Nicaragua had accused it of breaching the UN genocide convention by sending military hardware to Israel and ceasing funding of the UN's aid agency.

Berlin rejected the claims at the International Court of Justice (ICJ) in The Hague on Tuesday.

In 2023 some 30% of Israel's military equipment purchases came from Germany.

The purchases totalled €300m ($326m; £257m).

The allegations build on a separate case taken by South Africa in January, where judges in the Hague ordered Israel to take "every possible measure" to avoid genocidal acts.

Israel rejects accusations that it is engaging in genocidal acts in its campaign in Gaza, and has insisted it has the right to defend itself.

More than 33,000 have been killed in Israel's offensive in Gaza, the Hamas-run health ministry there says, the majority of them civilians. Gaza is on the brink of famine, with Oxfam reporting that 300,000 people trapped in the north have lived since January on an average of 245 calories a day.

Nicaragua says Germany's arms sales to Israel, which totalled $326.5m last year - a tenfold increase on 2022 - make it complicit in Israel's alleged war crimes. The Central American country had brought the case to the Hague to ask judges to issue emergency measures to stop Berlin from providing Israel with weapons and other assistance.
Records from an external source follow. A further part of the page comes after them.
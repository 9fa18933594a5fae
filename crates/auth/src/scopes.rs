use std::borrow::Cow;

use serde::{Deserialize, Serialize};

/// OAuth scope claim (e.g. "catalog.readaccess").
///
/// Distinct from roles: scopes describe what a client was granted, roles
/// describe who the user is.
#[derive(Debug, Clone, PartialEq, Eq, Hash, Serialize, Deserialize)]
#[serde(transparent)]
pub struct Scope(Cow<'static, str>);

impl Scope {
    pub const FULL_ACCESS: &'static str = "catalog.fullaccess";
    pub const READ_ACCESS: &'static str = "catalog.readaccess";
    pub const WRITE_ACCESS: &'static str = "catalog.writeaccess";

    pub fn new(name: impl Into<Cow<'static, str>>) -> Self {
        Self(name.into())
    }

    pub fn full_access() -> Self {
        Self(Cow::Borrowed(Self::FULL_ACCESS))
    }

    pub fn read_access() -> Self {
        Self(Cow::Borrowed(Self::READ_ACCESS))
    }

    pub fn write_access() -> Self {
        Self(Cow::Borrowed(Self::WRITE_ACCESS))
    }

    pub fn as_str(&self) -> &str {
        &self.0
    }
}

impl core::fmt::Display for Scope {
    fn fmt(&self, f: &mut core::fmt::Formatter<'_>) -> core::fmt::Result {
        f.write_str(&self.0)
    }
}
Firmly rejecting the accusations, Germany's representative argued on Tuesday that Nicaragua's case - which she said was rushed and based on the "flimsiest of evidence" - was aimed more toward Israel.

"Nicaragua insists [on] initiating proceedings against Germany before this court, [and] has taken a one-sided view of the conflict. It fails to properly appreciate both the facts and the law in this situation", lawyer Tania von Uslar-Gleichen said on Tuesday.

"Our history is the reason why Israel's security has been at the core of Germany's foreign policy," she told the court.

"Where Germany has provided support to Israel, including in a form of export of arms and other military equipment, the quality and purposes of these supplies have been grossly distorted by Nicaragua."

In her opening statement, she argued that Germany was doing its "utmost to live up to its responsibility" to both Palestinians and Israelis.

Germany had a duty to remind Israel of the rules of international humanitarian law, even as it exercised its "right to self defence", she added.

On the issue of ceasing its funding of the UN's aid agency, she argued that Germany was among the largest international donors to Gaza in 2024.

Another lawyer representing Germany, Christian Tams, said that Germany had resumed funding operations of the UN's Relief and Works Agency for Palestine Refugees (UNRWA), a fact "ignored by Nicaragua".

Germany was one of 15 Western nations which suspended funding for UNRWA over allegations that some of the agency's staff were involved in the 7 October attacks on Israel.

According to papers filed with the ICJ, Nicaragua wanted the UN's top court to resume funding of the aid agency, one of the few international bodies still operating in Gaza.

On Monday, the opening day of the trial, Nicaragua's lawyers had said Berlin was "pathetic" for supplying Israel with arms while at the same time giving humanitarian aid to Palestinians.

Alain Pellet, a lawyer for Nicaragua, said it was "urgent that Germany suspend continued sales.

"Germany was and is fully conscious of the risk that the arms it has furnished and continues to furnish to Israel" could be used to commit genocide, he told judges.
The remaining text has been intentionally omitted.